Birria is a labor of love. It takes patience and care, but every hour of simmering is worth the reward. I’ve prepared it for family gatherings, Sunday meals, and even casual weeknight dinners when I needed a soulful escape. There’s something almost magical about how the tender beef shreds apart, soaking up that rich, red consommé infused with warmth and history.

What I love most is the versatility. Whether you ladle it into a bowl and enjoy it with chopped onions and cilantro, or stuff it into tacos and crisp them up in a skillet, birria adapts to any mood or craving. If you love bold, heartwarming meals that make your kitchen smell like a fiesta, this recipe is a must-try.

Why You’ll Love This Traditional Mexican Birria

If you’ve never made birria at home before, prepare to fall in love. It’s not just a dish, it’s an experience. The meat becomes so tender it melts on your tongue. The consommé is velvety, packed with layers of chile flavor that aren’t too spicy but have just enough heat to keep things interesting.

Plus, it’s easy to adjust for tacos, quesabirria, or even birria ramen. Once you make it once, it becomes a staple. And let’s not forget the leftovers — even better the next day. If you’re into hearty, slow-simmered stews like this, you might also enjoy Boilermaker Tailgate Chili or Best Oven Baked BBQ Chicken Wings for a flavor-packed feast.

Ingredients

Beef chuck roast and/or beef short ribs – These cuts are perfect for slow cooking and become incredibly tender while adding depth to the broth.

Dried guajillo, ancho, and pasilla chiles – These bring rich, smoky, and mildly spicy flavor, creating that signature red birria color and aroma.

Roma tomatoes – Used to balance out the chile flavor with a touch of sweetness and acidity.

White onion – Adds savory depth and is essential in both the broth and as a topping.

Garlic cloves – Crucial for infusing the consommé with its unmistakable aromatic base.

Apple cider vinegar – Helps brighten the broth and tenderize the meat.

Bay leaves and Mexican oregano – These herbs build complexity and infuse every spoonful with traditional earthy tones.

Cloves, cinnamon stick, and cumin seeds – This spice trio adds warmth and authenticity to the broth.

Salt and pepper – Essential seasonings to bring all the other ingredients together.

Beef broth – Forms the base of the consommé and allows everything to simmer together into a rich, hearty stew.
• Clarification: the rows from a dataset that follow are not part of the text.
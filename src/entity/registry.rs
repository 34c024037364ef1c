use super::Entity;
use crate::mqtt::Transport;
use std::collections::HashSet;
use std::sync::{Arc, Mutex, Weak};
use tokio::sync::Notify;
use tracing::{debug, info, warn};

/// Lifecycle registry: runs `init` on every live entity each time the
/// transport connects.
///
/// Holds weak references only. Entities dropped by their owner are pruned on
/// the next pass.
pub struct EntityRegistry {
    /// Entities in attach order
    entities: Mutex<Vec<Weak<dyn Entity>>>,

    /// Attached since the last pass
    pending: Mutex<Vec<Weak<dyn Entity>>>,

    /// Wakes the run loop when something is attached
    attached: Notify,
}

impl EntityRegistry {
    pub fn new() -> Self {
        Self {
            entities: Mutex::new(Vec::new()),
            pending: Mutex::new(Vec::new()),
            attached: Notify::new(),
        }
    }

    /// Register an entity for lifecycle events.
    ///
    /// An entity attached while connected is initialised on the next turn
    /// of [`EntityRegistry::run`].
    pub fn attach(&self, entity: Weak<dyn Entity>) {
        self.pending.lock().unwrap().push(entity);
        self.attached.notify_one();
    }

    /// Number of live entities, pending ones included
    pub fn len(&self) -> usize {
        let entities = self.entities.lock().unwrap();
        let pending = self.pending.lock().unwrap();
        entities
            .iter()
            .chain(pending.iter())
            .filter(|weak| weak.strong_count() > 0)
            .count()
    }

    pub fn is_empty(&self) -> bool {
        self.len() == 0
    }

    /// Live entities in attach order, pending ones merged in
    fn adopt_pending(&self) -> Vec<Arc<dyn Entity>> {
        let mut entities = self.entities.lock().unwrap();
        entities.append(&mut self.pending.lock().unwrap());
        entities.retain(|weak| weak.strong_count() > 0);
        entities.iter().filter_map(Weak::upgrade).collect()
    }

    /// Initialise every live entity. Called on each transition into `Connected`.
    ///
    /// Returns the number of entities initialised.
    pub fn init_all(&self) -> usize {
        // Locks are released before init so entities may attach others
        let live = self.adopt_pending();

        let mut seen = HashSet::new();
        for entity in &live {
            let id = entity.id();
            if !seen.insert(id.clone()) {
                warn!(entity_id = %id, "Duplicate entity id, topics will collide");
            }
        }

        for entity in &live {
            entity.init();
        }

        info!(count = live.len(), "Entities initialised");
        live.len()
    }

    /// Initialise only the entities attached since the last pass
    pub fn init_pending(&self) -> usize {
        let fresh: Vec<Arc<dyn Entity>> = {
            let mut entities = self.entities.lock().unwrap();
            let mut pending = self.pending.lock().unwrap();
            let fresh: Vec<Arc<dyn Entity>> = pending.iter().filter_map(Weak::upgrade).collect();
            pending.clear();
            entities.retain(|weak| weak.strong_count() > 0);
            entities.extend(fresh.iter().map(Arc::downgrade));
            fresh
        };

        let mut seen = HashSet::new();
        for entity in self.adopt_pending() {
            if fresh.iter().any(|f| Arc::ptr_eq(f, &entity)) {
                continue;
            }
            seen.insert(entity.id());
        }

        for entity in &fresh {
            let id = entity.id();
            if !seen.insert(id.clone()) {
                warn!(entity_id = %id, "Duplicate entity id, topics will collide");
            }
            debug!(entity_id = %id, "Initialising late-attached entity");
            entity.init();
        }

        fresh.len()
    }

    /// Drive entity lifecycle from the transport's connection state.
    ///
    /// Runs until the task is aborted.
    pub async fn run(self: Arc<Self>, transport: Transport) {
        let mut state_rx = transport.watch_state();
        let mut initialised_for = 0;

        state_rx.borrow_and_update();
        if transport.is_connected() {
            initialised_for = transport.connection_count();
            self.init_all();
        }

        loop {
            tokio::select! {
                changed = state_rx.changed() => {
                    if changed.is_err() {
                        debug!("Connection state channel closed, stopping entity lifecycle");
                        break;
                    }
                    state_rx.borrow_and_update();

                    // Compare connection counts so a coalesced reconnect is still seen
                    let count = transport.connection_count();
                    if transport.is_connected() && count != initialised_for {
                        initialised_for = count;
                        self.init_all();
                    }
                }
                _ = self.attached.notified() => {
                    if transport.is_connected() {
                        self.init_pending();
                    } else {
                        self.adopt_pending();
                    }
                }
            }
        }
    }
}

impl Default for EntityRegistry {
    fn default() -> Self {
        Self::new()
    }
}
How to Make Traditional Mexican Birria

Step 1: Toast and Soak the Chiles

Start by removing the stems and seeds from the guajillo, ancho, and pasilla chiles. Toast them lightly in a dry skillet until fragrant, then soak them in hot water for about 20 minutes to soften.

Step 2: Blend the Sauce

In a blender, combine the soaked chiles, chopped tomatoes, onion, garlic, vinegar, and all spices. Blend until smooth and set aside.

Step 3: Sear the Meat

Cut the beef into large chunks. Season generously with salt and pepper, then sear the pieces in a large pot or Dutch oven until browned on all sides.

Step 4: Simmer the Birria

Pour the chile sauce over the beef, add beef broth to cover, and toss in bay leaves and oregano. Cover and simmer for 3 to 4 hours until the meat is fall-apart tender.

Step 5: Shred and Serve

Remove the meat from the pot, shred it using two forks, then return it to the broth. Serve hot, topped with fresh onion and cilantro, with lime wedges on the side.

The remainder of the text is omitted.